Scan the entries below and extract each line with the word "EscalationPolicy" in it.

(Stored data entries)
══════════════════════════════
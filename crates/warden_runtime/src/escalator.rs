//! Fatal escalation boundary.
//!
//! The launcher never decides what "fatal" means for the process. It hands
//! captured faults to an injected [`FatalityEscalator`], which classifies and
//! reports them.

use std::sync::atomic::{AtomicUsize, Ordering};
use std::sync::{Mutex, PoisonError};

use tracing::error;
use warden_core::{FatalSignal, Fault, classify};

use crate::config::{EscalationConfig, EscalationPolicy};
use crate::signal::CancelSignal;

/// Process-level escalation service
pub trait FatalityEscalator: Send + Sync {
    /// Escalate unconditionally.
    fn report(&self, fault: &Fault);

    /// Classify `fault` against `signal`; escalate if it is fatal.
    ///
    /// On [`FatalSignal::Fatal`] the report has already happened when this
    /// returns.
    fn report_unless_cancelled(&self, fault: &Fault, signal: &CancelSignal) -> FatalSignal {
        let verdict = classify(fault, signal.is_cancellation_requested());
        if verdict.is_fatal() {
            self.report(fault);
        }
        verdict
    }
}

/// Escalator that logs the fault and then applies its [`EscalationPolicy`]
#[derive(Debug, Clone, Default)]
pub struct ProcessEscalator {
    config: EscalationConfig,
}

impl ProcessEscalator {
    /// Create with the given configuration
    #[must_use]
    pub fn new(config: EscalationConfig) -> Self {
        Self { config }
    }

    /// Active configuration
    #[must_use]
    pub fn config(&self) -> &EscalationConfig {
        &self.config
    }
}

impl FatalityEscalator for ProcessEscalator {
    fn report(&self, fault: &Fault) {
        error!(
            component = %self.config.component,
            policy = ?self.config.policy,
            fault = %fault,
            "unhandled failure in background work"
        );
        match self.config.policy {
            EscalationPolicy::Abort => std::process::abort(),
            EscalationPolicy::LogOnly => {}
        }
    }
}

/// Escalator that records every call instead of tearing anything down.
///
/// Intended for tests and harnesses that need to observe escalation.
#[derive(Debug, Default)]
pub struct RecordingEscalator {
    reports: Mutex<Vec<Fault>>,
    classifications: AtomicUsize,
}

impl RecordingEscalator {
    /// Create an empty recorder
    #[must_use]
    pub fn new() -> Self {
        Self::default()
    }

    /// Number of `report` calls so far
    #[must_use]
    pub fn report_count(&self) -> usize {
        self.reports.lock().unwrap_or_else(PoisonError::into_inner).len()
    }

    /// Number of `report_unless_cancelled` calls so far
    #[must_use]
    pub fn classification_count(&self) -> usize {
        self.classifications.load(Ordering::SeqCst)
    }

    /// Faults reported so far, in order
    #[must_use]
    pub fn reports(&self) -> Vec<Fault> {
        self.reports.lock().unwrap_or_else(PoisonError::into_inner).clone()
    }
}

impl FatalityEscalator for RecordingEscalator {
    fn report(&self, fault: &Fault) {
        self.reports
            .lock()
            .unwrap_or_else(PoisonError::into_inner)
            .push(fault.clone());
    }

    fn report_unless_cancelled(&self, fault: &Fault, signal: &CancelSignal) -> FatalSignal {
        self.classifications.fetch_add(1, Ordering::SeqCst);
        let verdict = classify(fault, signal.is_cancellation_requested());
        if verdict.is_fatal() {
            self.report(fault);
        }
        verdict
    }
}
══════════════════════════════
• [Response]:
use crate::config::{EscalationConfig, EscalationPolicy};
/// Escalator that logs the fault and then applies its [`EscalationPolicy`]
            EscalationPolicy::Abort => std::process::abort(),
            EscalationPolicy::LogOnly => {}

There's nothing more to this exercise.